Recorded data:
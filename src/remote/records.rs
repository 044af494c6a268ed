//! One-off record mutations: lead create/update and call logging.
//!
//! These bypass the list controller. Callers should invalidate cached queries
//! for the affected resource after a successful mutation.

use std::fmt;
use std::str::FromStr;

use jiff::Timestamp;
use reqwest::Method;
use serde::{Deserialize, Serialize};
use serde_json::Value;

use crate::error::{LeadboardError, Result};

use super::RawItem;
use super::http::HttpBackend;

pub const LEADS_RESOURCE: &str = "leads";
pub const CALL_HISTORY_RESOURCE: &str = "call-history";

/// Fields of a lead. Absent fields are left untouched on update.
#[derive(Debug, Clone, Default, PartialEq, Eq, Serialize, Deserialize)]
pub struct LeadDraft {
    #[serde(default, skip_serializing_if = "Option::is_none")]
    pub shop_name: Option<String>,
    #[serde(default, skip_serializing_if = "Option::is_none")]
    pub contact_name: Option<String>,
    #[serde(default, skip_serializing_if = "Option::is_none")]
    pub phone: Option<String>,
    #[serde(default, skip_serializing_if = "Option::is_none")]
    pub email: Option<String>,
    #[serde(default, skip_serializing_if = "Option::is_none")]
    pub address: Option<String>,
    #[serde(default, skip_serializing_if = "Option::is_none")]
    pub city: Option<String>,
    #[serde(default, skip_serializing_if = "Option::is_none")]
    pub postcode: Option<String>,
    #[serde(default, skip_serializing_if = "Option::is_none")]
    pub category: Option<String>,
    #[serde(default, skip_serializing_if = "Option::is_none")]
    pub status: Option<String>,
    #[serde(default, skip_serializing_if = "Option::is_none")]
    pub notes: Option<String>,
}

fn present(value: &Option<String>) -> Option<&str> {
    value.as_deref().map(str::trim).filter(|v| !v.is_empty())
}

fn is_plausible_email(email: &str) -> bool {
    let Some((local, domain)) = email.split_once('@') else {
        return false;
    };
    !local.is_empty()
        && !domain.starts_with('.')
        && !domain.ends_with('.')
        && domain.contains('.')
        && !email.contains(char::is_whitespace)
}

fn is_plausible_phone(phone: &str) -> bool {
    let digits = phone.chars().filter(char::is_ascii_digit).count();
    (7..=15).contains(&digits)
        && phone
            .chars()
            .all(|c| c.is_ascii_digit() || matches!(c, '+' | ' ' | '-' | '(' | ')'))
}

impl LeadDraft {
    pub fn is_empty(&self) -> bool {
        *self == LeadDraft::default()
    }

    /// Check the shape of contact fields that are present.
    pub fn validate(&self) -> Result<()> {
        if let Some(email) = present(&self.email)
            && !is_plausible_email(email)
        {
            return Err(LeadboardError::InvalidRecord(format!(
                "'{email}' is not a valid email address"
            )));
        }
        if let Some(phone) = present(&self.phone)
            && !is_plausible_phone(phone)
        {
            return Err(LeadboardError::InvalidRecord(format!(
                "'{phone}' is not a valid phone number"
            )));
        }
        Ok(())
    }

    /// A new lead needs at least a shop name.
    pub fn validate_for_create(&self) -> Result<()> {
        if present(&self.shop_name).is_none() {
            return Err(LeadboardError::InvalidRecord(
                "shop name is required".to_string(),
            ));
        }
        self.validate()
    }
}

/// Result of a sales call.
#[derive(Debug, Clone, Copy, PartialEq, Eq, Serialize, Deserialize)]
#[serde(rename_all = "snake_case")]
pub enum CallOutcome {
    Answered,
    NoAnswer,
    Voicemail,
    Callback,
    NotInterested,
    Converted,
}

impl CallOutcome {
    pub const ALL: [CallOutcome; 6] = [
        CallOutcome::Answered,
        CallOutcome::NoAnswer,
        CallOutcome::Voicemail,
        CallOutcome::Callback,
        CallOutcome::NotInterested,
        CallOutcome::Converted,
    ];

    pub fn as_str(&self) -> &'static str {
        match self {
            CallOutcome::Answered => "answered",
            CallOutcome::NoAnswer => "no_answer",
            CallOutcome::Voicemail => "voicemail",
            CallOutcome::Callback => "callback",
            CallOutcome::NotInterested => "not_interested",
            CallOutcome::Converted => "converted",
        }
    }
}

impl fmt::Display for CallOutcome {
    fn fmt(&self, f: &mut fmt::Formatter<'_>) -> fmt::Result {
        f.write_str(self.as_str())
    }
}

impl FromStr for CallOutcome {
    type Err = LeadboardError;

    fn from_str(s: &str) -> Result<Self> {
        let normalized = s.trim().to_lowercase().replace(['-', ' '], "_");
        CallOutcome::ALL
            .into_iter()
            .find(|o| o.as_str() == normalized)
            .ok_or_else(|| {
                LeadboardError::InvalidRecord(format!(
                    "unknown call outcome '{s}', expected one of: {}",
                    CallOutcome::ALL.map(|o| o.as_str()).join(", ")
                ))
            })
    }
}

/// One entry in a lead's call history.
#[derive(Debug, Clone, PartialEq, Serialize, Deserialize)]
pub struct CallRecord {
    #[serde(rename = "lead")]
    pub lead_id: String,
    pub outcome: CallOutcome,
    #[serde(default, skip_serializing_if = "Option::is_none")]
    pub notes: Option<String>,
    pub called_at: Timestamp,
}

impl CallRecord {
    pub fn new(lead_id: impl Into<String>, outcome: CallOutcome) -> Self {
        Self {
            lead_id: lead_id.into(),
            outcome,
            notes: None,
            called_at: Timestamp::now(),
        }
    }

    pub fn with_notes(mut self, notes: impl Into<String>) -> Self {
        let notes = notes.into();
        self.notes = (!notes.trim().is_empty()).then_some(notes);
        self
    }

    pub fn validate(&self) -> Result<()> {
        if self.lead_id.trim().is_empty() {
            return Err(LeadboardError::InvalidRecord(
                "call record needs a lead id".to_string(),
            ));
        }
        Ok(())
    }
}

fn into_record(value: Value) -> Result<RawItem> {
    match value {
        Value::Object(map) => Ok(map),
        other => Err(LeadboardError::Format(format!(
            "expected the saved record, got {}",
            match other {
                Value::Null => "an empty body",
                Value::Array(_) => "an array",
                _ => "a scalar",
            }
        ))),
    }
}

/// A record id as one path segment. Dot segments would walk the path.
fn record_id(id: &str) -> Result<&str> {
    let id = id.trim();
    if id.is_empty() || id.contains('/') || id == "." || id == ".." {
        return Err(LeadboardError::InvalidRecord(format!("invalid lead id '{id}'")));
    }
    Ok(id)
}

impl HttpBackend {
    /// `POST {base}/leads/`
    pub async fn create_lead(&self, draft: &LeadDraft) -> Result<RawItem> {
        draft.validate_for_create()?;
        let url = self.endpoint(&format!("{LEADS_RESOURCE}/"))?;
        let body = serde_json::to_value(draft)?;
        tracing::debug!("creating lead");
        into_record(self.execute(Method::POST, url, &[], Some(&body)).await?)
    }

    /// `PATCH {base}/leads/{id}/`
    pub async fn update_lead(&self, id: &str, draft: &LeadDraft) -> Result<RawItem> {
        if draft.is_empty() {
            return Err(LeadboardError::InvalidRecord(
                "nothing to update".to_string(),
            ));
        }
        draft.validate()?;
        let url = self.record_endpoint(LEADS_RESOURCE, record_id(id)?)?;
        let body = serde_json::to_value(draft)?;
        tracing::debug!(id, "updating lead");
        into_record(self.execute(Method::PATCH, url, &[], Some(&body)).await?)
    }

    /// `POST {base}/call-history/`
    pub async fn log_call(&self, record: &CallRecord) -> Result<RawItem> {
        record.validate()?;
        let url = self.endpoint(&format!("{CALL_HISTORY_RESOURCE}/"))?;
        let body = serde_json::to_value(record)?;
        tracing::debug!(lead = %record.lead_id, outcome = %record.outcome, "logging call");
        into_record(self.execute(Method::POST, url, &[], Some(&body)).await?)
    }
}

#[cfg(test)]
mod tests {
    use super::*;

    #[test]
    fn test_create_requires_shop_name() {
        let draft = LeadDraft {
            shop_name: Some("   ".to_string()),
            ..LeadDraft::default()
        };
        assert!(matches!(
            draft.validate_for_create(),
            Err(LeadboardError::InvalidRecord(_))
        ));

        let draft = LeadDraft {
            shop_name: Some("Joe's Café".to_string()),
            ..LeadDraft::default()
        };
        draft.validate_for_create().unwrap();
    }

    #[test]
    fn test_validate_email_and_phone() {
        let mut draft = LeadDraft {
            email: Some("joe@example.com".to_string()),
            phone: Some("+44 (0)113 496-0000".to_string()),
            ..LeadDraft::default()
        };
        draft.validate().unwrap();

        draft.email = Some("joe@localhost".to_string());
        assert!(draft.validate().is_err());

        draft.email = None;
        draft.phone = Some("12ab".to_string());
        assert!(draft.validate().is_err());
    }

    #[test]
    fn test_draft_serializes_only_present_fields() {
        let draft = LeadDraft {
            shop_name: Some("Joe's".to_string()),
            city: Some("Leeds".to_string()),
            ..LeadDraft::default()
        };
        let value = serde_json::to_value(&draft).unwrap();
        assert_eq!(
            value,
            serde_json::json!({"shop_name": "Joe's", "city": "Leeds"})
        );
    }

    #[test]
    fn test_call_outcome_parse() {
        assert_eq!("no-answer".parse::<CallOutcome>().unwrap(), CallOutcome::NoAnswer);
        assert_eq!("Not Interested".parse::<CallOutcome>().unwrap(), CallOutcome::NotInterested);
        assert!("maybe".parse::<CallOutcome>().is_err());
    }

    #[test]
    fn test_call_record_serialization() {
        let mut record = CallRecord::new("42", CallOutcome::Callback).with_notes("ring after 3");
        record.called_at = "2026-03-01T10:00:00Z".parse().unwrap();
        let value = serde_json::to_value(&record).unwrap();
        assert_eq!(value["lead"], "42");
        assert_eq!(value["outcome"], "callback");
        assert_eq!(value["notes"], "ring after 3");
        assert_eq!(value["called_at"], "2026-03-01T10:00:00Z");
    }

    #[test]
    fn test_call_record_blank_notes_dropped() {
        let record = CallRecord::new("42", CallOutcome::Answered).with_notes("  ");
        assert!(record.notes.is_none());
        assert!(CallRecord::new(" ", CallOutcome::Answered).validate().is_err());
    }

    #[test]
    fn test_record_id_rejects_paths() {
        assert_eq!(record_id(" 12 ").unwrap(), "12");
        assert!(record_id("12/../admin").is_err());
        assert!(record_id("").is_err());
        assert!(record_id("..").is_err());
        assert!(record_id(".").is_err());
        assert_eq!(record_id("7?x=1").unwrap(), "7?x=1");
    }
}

Work item: Repeat exactly the lines of the data from the first one through the line with "use serde_json::Value;", both of them included.

Response box:
filename src/remote/records.rs
repository 044af494c6a268ed
//! One-off record mutations: lead create/update and call logging.
//!
//! These bypass the list controller. Callers should invalidate cached queries
//! for the affected resource after a successful mutation.

use std::fmt;
use std::str::FromStr;

use jiff::Timestamp;
use reqwest::Method;
use serde::{Deserialize, Serialize};
use serde_json::Value;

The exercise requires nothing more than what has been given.